Extracted data entries
- Opening Delimiter -

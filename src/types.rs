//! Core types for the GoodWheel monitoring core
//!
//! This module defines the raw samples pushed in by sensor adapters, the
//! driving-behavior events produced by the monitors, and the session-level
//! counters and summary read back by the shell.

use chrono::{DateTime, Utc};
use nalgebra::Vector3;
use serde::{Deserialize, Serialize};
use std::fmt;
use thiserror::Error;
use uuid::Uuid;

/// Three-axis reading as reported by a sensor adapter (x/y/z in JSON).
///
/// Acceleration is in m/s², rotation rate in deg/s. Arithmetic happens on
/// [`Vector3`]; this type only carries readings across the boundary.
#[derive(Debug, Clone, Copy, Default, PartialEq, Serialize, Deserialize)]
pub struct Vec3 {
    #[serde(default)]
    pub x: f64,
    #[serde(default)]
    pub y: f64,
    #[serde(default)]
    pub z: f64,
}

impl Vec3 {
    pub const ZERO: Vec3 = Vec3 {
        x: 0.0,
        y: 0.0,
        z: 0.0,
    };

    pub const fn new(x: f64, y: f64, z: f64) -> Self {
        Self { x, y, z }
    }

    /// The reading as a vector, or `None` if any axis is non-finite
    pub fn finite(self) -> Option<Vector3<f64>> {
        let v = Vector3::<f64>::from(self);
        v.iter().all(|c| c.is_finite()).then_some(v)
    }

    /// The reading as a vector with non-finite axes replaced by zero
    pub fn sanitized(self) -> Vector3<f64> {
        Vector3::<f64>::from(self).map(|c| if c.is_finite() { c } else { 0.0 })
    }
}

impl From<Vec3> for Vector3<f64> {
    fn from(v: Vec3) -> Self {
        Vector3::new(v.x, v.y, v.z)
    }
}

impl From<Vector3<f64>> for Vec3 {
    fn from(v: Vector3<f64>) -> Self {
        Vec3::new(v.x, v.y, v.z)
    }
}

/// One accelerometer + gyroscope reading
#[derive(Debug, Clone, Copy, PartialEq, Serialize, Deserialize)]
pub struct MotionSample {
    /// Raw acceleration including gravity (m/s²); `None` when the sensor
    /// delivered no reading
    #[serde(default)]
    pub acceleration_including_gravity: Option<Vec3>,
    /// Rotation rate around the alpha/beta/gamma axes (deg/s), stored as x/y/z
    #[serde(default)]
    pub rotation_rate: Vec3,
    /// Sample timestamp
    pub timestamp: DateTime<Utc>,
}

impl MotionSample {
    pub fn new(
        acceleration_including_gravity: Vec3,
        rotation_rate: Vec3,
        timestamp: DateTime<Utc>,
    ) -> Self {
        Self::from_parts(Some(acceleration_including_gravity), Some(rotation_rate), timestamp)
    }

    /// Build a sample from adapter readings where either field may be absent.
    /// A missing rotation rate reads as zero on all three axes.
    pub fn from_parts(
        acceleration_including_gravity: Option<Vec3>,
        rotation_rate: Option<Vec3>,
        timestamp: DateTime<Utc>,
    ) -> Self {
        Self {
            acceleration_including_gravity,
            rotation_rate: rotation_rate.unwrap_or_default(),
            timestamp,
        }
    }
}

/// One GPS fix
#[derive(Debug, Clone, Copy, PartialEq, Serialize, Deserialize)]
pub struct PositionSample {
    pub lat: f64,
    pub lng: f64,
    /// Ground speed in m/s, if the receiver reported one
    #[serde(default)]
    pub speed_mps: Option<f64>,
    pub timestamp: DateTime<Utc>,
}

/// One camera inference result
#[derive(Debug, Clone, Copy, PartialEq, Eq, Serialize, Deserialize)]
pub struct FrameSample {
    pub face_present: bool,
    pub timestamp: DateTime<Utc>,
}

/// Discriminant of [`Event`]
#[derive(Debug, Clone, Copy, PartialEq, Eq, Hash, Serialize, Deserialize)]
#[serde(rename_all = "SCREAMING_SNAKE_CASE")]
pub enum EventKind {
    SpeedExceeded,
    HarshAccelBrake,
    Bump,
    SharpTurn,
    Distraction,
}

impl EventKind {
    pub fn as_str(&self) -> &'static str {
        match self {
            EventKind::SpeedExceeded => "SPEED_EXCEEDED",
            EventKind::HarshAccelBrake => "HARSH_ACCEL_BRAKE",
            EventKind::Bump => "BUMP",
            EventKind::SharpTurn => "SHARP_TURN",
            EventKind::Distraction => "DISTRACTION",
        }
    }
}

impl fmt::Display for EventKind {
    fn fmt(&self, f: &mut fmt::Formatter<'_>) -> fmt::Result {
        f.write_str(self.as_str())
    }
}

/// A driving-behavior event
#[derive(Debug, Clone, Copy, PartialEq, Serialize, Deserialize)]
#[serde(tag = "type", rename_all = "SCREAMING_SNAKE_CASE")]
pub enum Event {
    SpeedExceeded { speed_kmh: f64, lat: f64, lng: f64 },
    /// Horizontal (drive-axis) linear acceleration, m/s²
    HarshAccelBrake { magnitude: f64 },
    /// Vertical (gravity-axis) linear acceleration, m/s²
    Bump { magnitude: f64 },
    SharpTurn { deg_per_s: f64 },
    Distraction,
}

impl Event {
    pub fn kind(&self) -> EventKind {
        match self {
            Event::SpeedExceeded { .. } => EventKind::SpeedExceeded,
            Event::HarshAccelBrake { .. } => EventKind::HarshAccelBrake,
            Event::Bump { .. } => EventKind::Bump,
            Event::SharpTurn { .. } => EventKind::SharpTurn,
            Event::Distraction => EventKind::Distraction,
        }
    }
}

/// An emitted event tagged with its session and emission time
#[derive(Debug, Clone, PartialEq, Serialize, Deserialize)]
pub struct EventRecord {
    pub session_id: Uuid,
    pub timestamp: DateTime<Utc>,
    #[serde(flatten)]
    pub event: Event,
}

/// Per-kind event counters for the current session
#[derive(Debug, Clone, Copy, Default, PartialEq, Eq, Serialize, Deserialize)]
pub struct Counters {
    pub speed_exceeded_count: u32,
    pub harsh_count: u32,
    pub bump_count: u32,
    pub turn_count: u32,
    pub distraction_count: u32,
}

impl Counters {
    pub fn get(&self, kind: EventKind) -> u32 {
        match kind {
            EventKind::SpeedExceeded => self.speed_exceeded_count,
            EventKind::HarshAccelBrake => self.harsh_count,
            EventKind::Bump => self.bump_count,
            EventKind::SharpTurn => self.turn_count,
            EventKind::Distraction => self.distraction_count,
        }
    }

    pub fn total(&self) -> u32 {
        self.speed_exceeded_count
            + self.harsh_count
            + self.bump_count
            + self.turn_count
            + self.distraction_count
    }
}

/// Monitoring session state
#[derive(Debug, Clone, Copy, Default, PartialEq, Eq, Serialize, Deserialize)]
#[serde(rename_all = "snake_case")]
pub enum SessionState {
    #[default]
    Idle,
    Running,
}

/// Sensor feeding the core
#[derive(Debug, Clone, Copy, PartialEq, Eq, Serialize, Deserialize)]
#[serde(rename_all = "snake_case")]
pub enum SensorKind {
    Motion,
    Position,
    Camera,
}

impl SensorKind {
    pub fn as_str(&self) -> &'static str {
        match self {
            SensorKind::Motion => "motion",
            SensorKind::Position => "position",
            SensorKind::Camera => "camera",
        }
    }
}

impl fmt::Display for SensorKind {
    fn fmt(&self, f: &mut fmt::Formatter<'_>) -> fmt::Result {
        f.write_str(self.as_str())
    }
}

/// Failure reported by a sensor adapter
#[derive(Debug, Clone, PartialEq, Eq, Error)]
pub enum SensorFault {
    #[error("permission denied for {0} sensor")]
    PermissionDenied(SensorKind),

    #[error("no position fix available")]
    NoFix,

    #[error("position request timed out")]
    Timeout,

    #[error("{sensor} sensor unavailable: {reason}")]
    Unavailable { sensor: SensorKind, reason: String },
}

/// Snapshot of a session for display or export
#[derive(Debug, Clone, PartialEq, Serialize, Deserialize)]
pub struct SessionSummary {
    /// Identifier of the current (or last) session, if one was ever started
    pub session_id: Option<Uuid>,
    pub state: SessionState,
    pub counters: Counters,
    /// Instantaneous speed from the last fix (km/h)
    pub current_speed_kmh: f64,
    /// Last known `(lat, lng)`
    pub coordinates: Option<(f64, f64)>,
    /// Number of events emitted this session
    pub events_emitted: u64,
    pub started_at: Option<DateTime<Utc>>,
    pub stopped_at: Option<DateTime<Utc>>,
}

- Closing Delimiter -

### [YOUR OBJECTIVE]
Go through the entries and return each line where the word "with" appears.

### [ANSWER TO THE PROBLEM]
    /// The reading as a vector with non-finite axes replaced by zero
/// An emitted event tagged with its session and emission time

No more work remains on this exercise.